The peninsula was inhabited between 1908 and 1973, although not continuously. The Illulik settlement, perched on the western cape of the peninsula, was very small, and consisted of only several families. Illulik was temporarily abandoned for the first time in 1909, due to relative isolation from other settlements of the region in early 20th century. The settlement was repopulated in 1914, and unlike small, insular villages in Inussulik Bay and Sugar Loaf Bay to the south, it survived the post-war consolidation phase in northwestern Greenland. It was permanently abandoned in 1973.
The base of the peninsula, shared with the neighboring Nuussuaq Peninsula, is a nunatak located at , and rising to 280 m (920 ft) above the Greenland ice sheet (Greenlandic: Sermersuaq) reaching the sea level to the south and north of the nunatak. The peninsula has an east-west orientation, jutting westwards into Inussulik Bay.

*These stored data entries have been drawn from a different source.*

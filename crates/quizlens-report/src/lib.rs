//! quizlens-report: rendering of analytics summaries.

pub mod html;

pub use html::{generate_html, write_html_report};
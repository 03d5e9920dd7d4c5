//! quizlens-providers: language-model backends and topic mappers.
//!
//! Implements the `LlmProvider` trait for OpenAI and Ollama, the
//! `TopicMapper` trait for an LLM-backed assistant and an offline keyword
//! matcher, and loads the quizlens configuration file.

pub mod assistant;
pub mod config;
pub mod keyword;
pub mod mock;
pub mod ollama;
pub mod openai;

pub use assistant::{AssistantModels, LlmAssistant};
pub use config::{create_provider, load_config, load_config_from, ProviderConfig, QuizlensConfig};
pub use keyword::KeywordMapper;
pub use quizlens_core::error::ProviderError;
//! The `quizlens validate` command.

use std::path::PathBuf;

use anyhow::Result;

use quizlens_core::parser::{self, ValidationWarning};

fn print_warnings(warnings: &[ValidationWarning]) {
    for w in warnings {
        let prefix = w
            .subject
            .as_ref()
            .map(|s| format!("  [{s}]"))
            .unwrap_or_else(|| "  ".to_string());
        println!("{prefix} WARNING: {}", w.message);
    }
}

pub fn execute(quiz_path: PathBuf, syllabus_path: Option<PathBuf>) -> Result<()> {
    let quizzes = if quiz_path.is_dir() {
        parser::load_quiz_directory(&quiz_path)?
    } else {
        vec![parser::parse_quiz(&quiz_path)?]
    };

    let syllabus = syllabus_path
        .as_deref()
        .map(parser::parse_syllabus)
        .transpose()?;

    let mut total_warnings = 0;

    if let Some(syllabus) = &syllabus {
        println!(
            "Syllabus: {} ({} topics)",
            syllabus.course_name,
            syllabus.topics.len()
        );
        let warnings = parser::validate_syllabus(syllabus);
        print_warnings(&warnings);
        total_warnings += warnings.len();
    }

    for quiz in &quizzes {
        println!(
            "Quiz: {} ({} questions, {} students)",
            quiz.name,
            quiz.questions.len(),
            quiz.students.len()
        );
        let warnings = parser::validate_quiz(quiz, syllabus.as_ref());
        print_warnings(&warnings);
        total_warnings += warnings.len();
    }

    if total_warnings == 0 {
        println!("All files valid.");
    } else {
        println!("\n{total_warnings} warning(s) found.");
    }

    Ok(())
}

In the south, Illulissuaq Peninsula is separated from Nuussuaq Peninsula by the Kangerluarsuk Fjord, an inlet of Inussulik Bay. The fjord nearly splits the peninsula into two halves, with the western half separated from the nunatak in the east by a low, narrow isthmus. The western half of the peninsula forks into two, with a small rocky child Paattorfik Peninsula, pointing southwestwards and bounding Kangerluarsuk from the northwest.
The peninsula is approximately 17.4 km (10.8 mi) long. It is mountainous, culminating in several summits, with the highest reaching 796 m (2,612 ft) on Paattofrik.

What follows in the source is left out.